→ Work required
Those lines of the records that contain "parameter" are to be located and copied.

Excerpts from a dataset

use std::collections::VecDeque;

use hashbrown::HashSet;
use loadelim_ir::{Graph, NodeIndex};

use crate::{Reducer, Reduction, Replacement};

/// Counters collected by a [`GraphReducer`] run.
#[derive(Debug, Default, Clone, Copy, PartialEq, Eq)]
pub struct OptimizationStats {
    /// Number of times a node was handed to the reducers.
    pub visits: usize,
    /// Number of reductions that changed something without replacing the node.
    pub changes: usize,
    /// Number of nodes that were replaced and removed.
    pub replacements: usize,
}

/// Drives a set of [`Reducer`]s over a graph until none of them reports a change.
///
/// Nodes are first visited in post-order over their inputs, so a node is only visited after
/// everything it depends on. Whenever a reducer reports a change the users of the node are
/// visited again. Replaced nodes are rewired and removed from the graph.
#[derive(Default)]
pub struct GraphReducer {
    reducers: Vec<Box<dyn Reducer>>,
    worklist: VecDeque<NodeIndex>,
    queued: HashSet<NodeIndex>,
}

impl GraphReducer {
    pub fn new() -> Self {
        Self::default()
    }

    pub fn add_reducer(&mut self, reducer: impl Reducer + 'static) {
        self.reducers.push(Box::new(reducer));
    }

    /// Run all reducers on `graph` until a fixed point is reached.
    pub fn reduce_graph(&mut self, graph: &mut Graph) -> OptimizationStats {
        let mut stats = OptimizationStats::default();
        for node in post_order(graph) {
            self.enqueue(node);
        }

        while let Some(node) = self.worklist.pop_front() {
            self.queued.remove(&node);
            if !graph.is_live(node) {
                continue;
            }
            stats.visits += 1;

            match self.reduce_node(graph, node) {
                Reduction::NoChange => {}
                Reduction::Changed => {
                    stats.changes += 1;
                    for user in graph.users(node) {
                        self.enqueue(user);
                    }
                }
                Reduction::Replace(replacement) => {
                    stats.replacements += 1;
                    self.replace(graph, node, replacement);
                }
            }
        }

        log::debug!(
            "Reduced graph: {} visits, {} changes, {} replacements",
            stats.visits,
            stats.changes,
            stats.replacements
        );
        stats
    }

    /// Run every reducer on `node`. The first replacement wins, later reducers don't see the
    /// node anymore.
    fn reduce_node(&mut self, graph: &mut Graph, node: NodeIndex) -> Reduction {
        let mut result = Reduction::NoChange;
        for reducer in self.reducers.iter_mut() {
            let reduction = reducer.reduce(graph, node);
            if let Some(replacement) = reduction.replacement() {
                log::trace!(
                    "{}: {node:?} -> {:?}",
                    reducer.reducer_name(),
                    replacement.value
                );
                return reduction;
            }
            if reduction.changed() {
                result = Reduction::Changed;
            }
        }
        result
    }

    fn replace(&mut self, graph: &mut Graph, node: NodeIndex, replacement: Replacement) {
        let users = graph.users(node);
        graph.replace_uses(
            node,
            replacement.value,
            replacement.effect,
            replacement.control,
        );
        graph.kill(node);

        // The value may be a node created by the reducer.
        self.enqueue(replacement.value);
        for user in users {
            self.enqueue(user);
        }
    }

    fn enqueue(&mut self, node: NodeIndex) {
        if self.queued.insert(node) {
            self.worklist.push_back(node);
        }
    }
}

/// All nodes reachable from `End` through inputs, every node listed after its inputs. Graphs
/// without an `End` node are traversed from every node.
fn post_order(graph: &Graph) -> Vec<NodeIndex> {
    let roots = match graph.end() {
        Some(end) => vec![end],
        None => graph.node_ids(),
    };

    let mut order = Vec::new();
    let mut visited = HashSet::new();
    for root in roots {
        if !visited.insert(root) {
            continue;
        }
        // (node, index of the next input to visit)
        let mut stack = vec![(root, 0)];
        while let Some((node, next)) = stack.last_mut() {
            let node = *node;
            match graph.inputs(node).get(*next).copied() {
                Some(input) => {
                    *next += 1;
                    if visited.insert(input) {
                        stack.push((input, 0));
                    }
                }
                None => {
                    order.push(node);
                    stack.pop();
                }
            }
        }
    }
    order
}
* * *
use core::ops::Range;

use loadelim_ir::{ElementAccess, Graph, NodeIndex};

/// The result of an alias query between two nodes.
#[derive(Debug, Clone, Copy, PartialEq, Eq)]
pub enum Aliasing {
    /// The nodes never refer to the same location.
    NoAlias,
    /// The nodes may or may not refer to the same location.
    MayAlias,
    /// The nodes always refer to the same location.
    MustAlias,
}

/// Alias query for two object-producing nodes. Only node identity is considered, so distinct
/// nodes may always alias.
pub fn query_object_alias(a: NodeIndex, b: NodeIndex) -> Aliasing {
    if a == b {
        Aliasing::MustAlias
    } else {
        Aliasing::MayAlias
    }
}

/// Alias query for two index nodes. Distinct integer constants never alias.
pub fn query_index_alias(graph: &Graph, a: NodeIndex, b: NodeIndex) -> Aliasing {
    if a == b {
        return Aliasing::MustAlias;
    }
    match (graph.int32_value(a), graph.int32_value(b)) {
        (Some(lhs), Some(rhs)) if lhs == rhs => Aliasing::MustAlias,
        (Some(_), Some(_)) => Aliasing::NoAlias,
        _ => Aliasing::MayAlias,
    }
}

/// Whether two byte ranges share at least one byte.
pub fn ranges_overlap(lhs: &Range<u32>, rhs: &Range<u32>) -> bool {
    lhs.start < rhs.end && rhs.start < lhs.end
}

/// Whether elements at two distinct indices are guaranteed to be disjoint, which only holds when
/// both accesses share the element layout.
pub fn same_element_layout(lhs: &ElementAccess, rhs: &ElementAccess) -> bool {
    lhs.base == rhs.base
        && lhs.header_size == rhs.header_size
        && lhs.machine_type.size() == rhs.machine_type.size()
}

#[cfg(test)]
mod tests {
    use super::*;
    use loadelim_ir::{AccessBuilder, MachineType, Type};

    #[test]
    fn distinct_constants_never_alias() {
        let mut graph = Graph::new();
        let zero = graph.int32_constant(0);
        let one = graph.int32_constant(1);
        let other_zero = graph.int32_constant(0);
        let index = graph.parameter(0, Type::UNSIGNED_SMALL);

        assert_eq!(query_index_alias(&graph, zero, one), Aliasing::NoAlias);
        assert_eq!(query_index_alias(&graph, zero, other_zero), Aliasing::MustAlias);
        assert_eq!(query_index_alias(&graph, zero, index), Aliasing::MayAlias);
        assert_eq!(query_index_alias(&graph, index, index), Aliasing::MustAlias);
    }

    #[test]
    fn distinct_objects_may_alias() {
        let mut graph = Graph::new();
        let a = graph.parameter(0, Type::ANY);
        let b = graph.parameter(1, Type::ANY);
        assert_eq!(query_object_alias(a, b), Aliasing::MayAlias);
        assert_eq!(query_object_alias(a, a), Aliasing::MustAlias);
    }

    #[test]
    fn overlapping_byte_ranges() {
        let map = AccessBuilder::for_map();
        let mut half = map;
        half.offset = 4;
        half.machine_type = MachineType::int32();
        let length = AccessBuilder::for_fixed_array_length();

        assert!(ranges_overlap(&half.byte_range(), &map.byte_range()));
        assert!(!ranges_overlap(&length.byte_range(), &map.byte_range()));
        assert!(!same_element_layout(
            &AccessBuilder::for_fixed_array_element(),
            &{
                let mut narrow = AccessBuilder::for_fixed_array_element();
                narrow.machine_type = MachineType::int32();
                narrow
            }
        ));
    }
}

→ Expected answer
        let index = graph.parameter(0, Type::UNSIGNED_SMALL);
        let a = graph.parameter(0, Type::ANY);
        let b = graph.parameter(1, Type::ANY);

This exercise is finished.